### Work required
For this listing, report how many lines contain the string "schema", using only a number.

### Materials provided

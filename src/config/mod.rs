//! Configuration management subsystem.
//!
//! # Data Flow
//! ```text
//! config file (TOML)
//!     → loader.rs (parse & deserialize)
//!     → validation.rs (semantic checks)
//!     → LogConfig (validated, immutable)
//!     → lifecycle::startup applies it to the registry
//!
//! On file change:
//!     watcher.rs detects change
//!     → loader.rs loads new config
//!     → validation.rs validates
//!     → sent over a channel, applied by the owner of the registry
//! ```
//!
//! # Design Decisions
//! - Config is immutable once loaded; changes require full reload
//! - All fields have defaults to allow minimal configs
//! - Validation separates syntactic (serde) from semantic checks
//! - An invalid reload is logged and ignored; the running config stays

pub mod loader;
pub mod schema;
pub mod validation;
pub mod watcher;

pub use loader::{load_config, parse_config, ConfigError};
pub use schema::{LogConfig, ObservabilityConfig, PrinterConfig, TargetConfig};
pub use validation::ValidationError;
pub use watcher::ConfigWatcher;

### Task answer
2